Northeast Asia, sometimes called Northeastern Asia or Northeast Eurasia, is a geographical subregion of Asia. Its northeastern landmass and islands are bounded by the North Pacific Ocean.

The term Northeast Asia was popularized during the 1930s by American historian and political scientist Robert Kerner. Under Kerner's definition, "Northeast Asia" includes the Japanese archipelago, the Korean peninsula, the Mongolian Plateau, the Northeast China Plain, and the mountainous regions of the Russian Far East, stretching from the Lena River in the west to the Pacific Ocean in the east.

==Definitions==
The definition of Northeast Asia is not static but often changes according to the context in which it is discussed.

The nations of Northeast Asia is composed of China (Northeast region), Japan, Korea, and usually include Mongolia and Siberia. Parts or the whole of Northern China are also frequently included in sources. The Economic Research Institute for Northeast Asia defines the region as the aforementioned countries, including Russia.

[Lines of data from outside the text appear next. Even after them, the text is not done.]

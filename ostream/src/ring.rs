//! Ring-buffer substate of the output stream.
//!
//! A `head`/`tail` offset pair plus a `full` flag encode a circular byte
//! queue over the whole allocation, so no slot is wasted on empty/full
//! disambiguation. `head` is the first unsent byte, `tail` the first
//! unused one.

#![allow(clippy::arithmetic_side_effects)]

use crate::pool::Pool;

pub(crate) struct Ring {
    buf: Vec<u8>,
    head: usize,
    tail: usize,
    full: bool,
    max_size: usize,
}

impl Ring {
    pub(crate) fn new(max_size: usize) -> Self {
        Self {
            buf: Vec::new(),
            head: 0,
            tail: 0,
            full: false,
            max_size,
        }
    }

    pub(crate) fn is_empty(&self) -> bool {
        self.head == self.tail && !self.full
    }

    pub(crate) fn capacity(&self) -> usize {
        self.buf.len()
    }

    pub(crate) fn max_size(&self) -> usize {
        self.max_size
    }

    pub(crate) fn set_max_size(&mut self, max_size: usize) {
        self.max_size = max_size;
    }

    pub(crate) fn unused_space(&self) -> usize {
        if self.head > self.tail {
            // XXXT...HXXX
            self.head - self.tail
        } else if self.head < self.tail {
            // ...HXXXT...
            (self.buf.len() - self.tail) + self.head
        } else if self.full {
            0
        } else {
            self.buf.len()
        }
    }

    pub(crate) fn used(&self) -> usize {
        self.buf.len() - self.unused_space()
    }

    /// The used region as up to two contiguous slices, transmission order.
    /// The second slice is empty unless the region wraps.
    pub(crate) fn as_slices(&self) -> (&[u8], &[u8]) {
        if self.is_empty() {
            (&[], &[])
        } else if self.head < self.tail {
            (&self.buf[self.head..self.tail], &[])
        } else {
            (&self.buf[self.head..], &self.buf[..self.tail])
        }
    }

    /// Drops `size` transmitted bytes from the front of the used region.
    /// Offsets are normalized back to zero whenever the buffer drains so
    /// the next append is a single copy.
    pub(crate) fn advance_head(&mut self, size: usize) {
        if self.is_empty() || size == 0 {
            return;
        }

        if self.head < self.tail {
            debug_assert!(size <= self.tail - self.head);
            self.head += size;
        } else {
            let leading = self.buf.len() - self.head;
            if size > leading {
                debug_assert!(size - leading <= self.tail);
                self.head = size - leading;
            } else {
                self.head += size;
            }
            self.full = false;
        }

        if self.head == self.tail {
            self.head = 0;
            self.tail = 0;
        }
        if self.head == self.buf.len() {
            self.head = 0;
        }
    }

    /// Copies as much of `data` as fits, growing the allocation first when
    /// the policy allows it. Returns the number of bytes taken.
    pub(crate) fn append(
        &mut self,
        data: &[u8],
        pool: &dyn Pool,
        optimal_block_size: usize,
        corked: bool,
    ) -> usize {
        let unused = self.unused_space();
        if unused < data.len() {
            self.grow(data.len() - unused, pool, optimal_block_size, corked);
        }

        let mut taken = 0;
        // at most two copies: up to the end of the allocation, then the wrap
        for _ in 0..2 {
            if taken == data.len() || self.full {
                break;
            }
            let room = if self.tail >= self.head {
                self.buf.len() - self.tail
            } else {
                self.head - self.tail
            };
            let count = room.min(data.len() - taken);
            if count == 0 {
                break;
            }
            self.buf[self.tail..self.tail + count].copy_from_slice(&data[taken..taken + count]);
            taken += count;

            self.tail += count;
            if self.tail == self.buf.len() {
                self.tail = 0;
            }
            if self.head == self.tail {
                self.full = true;
            }
        }
        taken
    }

    /// Grows the allocation by at least `bytes` if the max-size cap allows.
    /// While corked the size is biased up toward the optimal block size so
    /// the eventual uncork flush is one full kernel write.
    pub(crate) fn grow(
        &mut self,
        bytes: usize,
        pool: &dyn Pool,
        optimal_block_size: usize,
        corked: bool,
    ) {
        let old_size = self.buf.len();
        let mut size = pool.exp_grown_size(old_size, old_size + bytes);
        if size > self.max_size {
            size = self.max_size;
        } else if corked {
            let biased = optimal_block_size.min(self.max_size);
            if biased > size {
                size = biased;
            }
        }

        if size <= old_size {
            return;
        }

        let was_empty = self.is_empty();
        self.buf.resize(size, 0);
        if self.tail <= self.head && !was_empty {
            // wrapped layout: slide the leading segment [head, old) to the
            // new end so the used region stays contiguous-in-order
            let leading = old_size - self.head;
            self.buf.copy_within(self.head..old_size, size - leading);
            self.head = size - leading;
        }
        self.full = false;
    }

    /// Whole allocation as scratch space. Only valid while the ring is
    /// empty; used by the backward-overlap copy to stage reads.
    pub(crate) fn scratch_mut(&mut self) -> &mut [u8] {
        debug_assert!(self.is_empty());
        &mut self.buf
    }
}

#[cfg(test)]
mod tests {
    use {
        super::*,
        crate::pool::SystemPool,
    };

    const OPTIMAL: usize = 4096;

    fn ring(max: usize) -> Ring {
        Ring::new(max)
    }

    fn append(r: &mut Ring, data: &[u8]) -> usize {
        r.append(data, &SystemPool, OPTIMAL, false)
    }

    fn used_bytes(r: &Ring) -> Vec<u8> {
        let (a, b) = r.as_slices();
        let mut v = a.to_vec();
        v.extend_from_slice(b);
        v
    }

    #[test]
    fn starts_empty_and_unallocated() {
        let r = ring(64);
        assert!(r.is_empty());
        assert_eq!(r.capacity(), 0);
        assert_eq!(r.unused_space(), 0);
        assert_eq!(r.as_slices(), (&[][..], &[][..]));
    }

    #[test]
    fn append_then_drain() {
        let mut r = ring(64);
        assert_eq!(append(&mut r, b"hello"), 5);
        assert_eq!(r.used(), 5);
        assert_eq!(used_bytes(&r), b"hello");

        r.advance_head(5);
        assert!(r.is_empty());
        // offsets normalize back to zero on drain
        assert_eq!(r.as_slices().0.len(), 0);
    }

    #[test]
    fn wraps_and_reports_two_slices() {
        let mut r = ring(8);
        // force exactly 8 bytes of capacity
        assert_eq!(append(&mut r, &[0u8; 8]), 8);
        assert_eq!(r.capacity(), 8);
        r.advance_head(8);

        // leave head in the middle, then wrap the tail past the end
        assert_eq!(append(&mut r, b"abcdef"), 6);
        r.advance_head(4);
        assert_eq!(append(&mut r, b"ghij"), 4);

        let (first, second) = r.as_slices();
        assert_eq!(first, b"efgh");
        assert_eq!(second, b"ij");
        assert_eq!(used_bytes(&r), b"efghij");
    }

    #[test]
    fn full_flag_disambiguates() {
        let mut r = ring(8);
        assert_eq!(append(&mut r, &[1u8; 8]), 8);
        assert!(!r.is_empty());
        assert_eq!(r.unused_space(), 0);
        // head == tail but full
        assert_eq!(r.used(), 8);

        r.advance_head(3);
        assert_eq!(r.unused_space(), 3);
        assert_eq!(append(&mut r, &[2u8; 3]), 3);
        assert_eq!(r.unused_space(), 0);
        assert_eq!(used_bytes(&r), [[1u8; 5].as_slice(), [2u8; 3].as_slice()].concat());
    }

    #[test]
    fn append_stops_at_max_size() {
        let mut r = ring(4);
        assert_eq!(append(&mut r, b"abcdef"), 4);
        assert_eq!(used_bytes(&r), b"abcd");
        assert_eq!(append(&mut r, b"x"), 0);
    }

    #[test]
    fn zero_max_size_refuses_everything() {
        let mut r = ring(0);
        assert_eq!(append(&mut r, b"abc"), 0);
        assert!(r.is_empty());
        assert_eq!(r.capacity(), 0);
    }

    #[test]
    fn grow_relocates_wrapped_tail() {
        let mut r = ring(256);
        assert_eq!(append(&mut r, &[0u8; 64]), 64);
        assert_eq!(r.capacity(), 64);

        // head near the end, tail wrapped: used region spans the seam
        r.advance_head(60);
        assert_eq!(append(&mut r, &[1u8; 8]), 8);
        assert_eq!(r.used(), 12);

        // growth must slide the leading segment to the new end and keep
        // byte order intact
        assert_eq!(append(&mut r, &[2u8; 56]), 56);
        assert_eq!(r.capacity(), 128);
        let mut expect = vec![0u8; 4];
        expect.extend_from_slice(&[1u8; 8]);
        expect.extend_from_slice(&[2u8; 56]);
        assert_eq!(used_bytes(&r), expect);
    }

    #[test]
    fn corked_growth_biases_toward_optimal() {
        let mut r = ring(1 << 20);
        assert_eq!(r.append(b"x", &SystemPool, 8192, true), 1);
        assert!(r.capacity() >= 8192);
    }

    #[test]
    fn advance_over_the_seam() {
        let mut r = ring(8);
        assert_eq!(append(&mut r, &[0u8; 8]), 8);
        r.advance_head(6);
        assert_eq!(append(&mut r, b"abcd"), 4);
        // used region is [6..8) + [0..4)
        r.advance_head(3);
        assert_eq!(used_bytes(&r), b"bcd");
        r.advance_head(3);
        assert!(r.is_empty());
    }
}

Prominent cities in this area include Busan, Changchun, Dalian, Harbin, Hiroshima, Incheon, Khabarovsk, Kitakyushu, Kobe, Kyoto, Nagasaki, Nagoya, Osaka, Pyongyang, Sapporo, Seoul, Shenyang, Tokyo, Ulaanbaatar, Vladivostok, and Yokohama.

== Demographics ==
The peoples of Northeast Asia include the Japanese, the Koreans, the Manchus, the Northern/Northeastern Han Chinese, the Mongols, and the Slavs. Through these groups, the region includes language families such as Japonic, Koreanic, Tungusic, Sino-Tibetan, Mongolic, and Slavic.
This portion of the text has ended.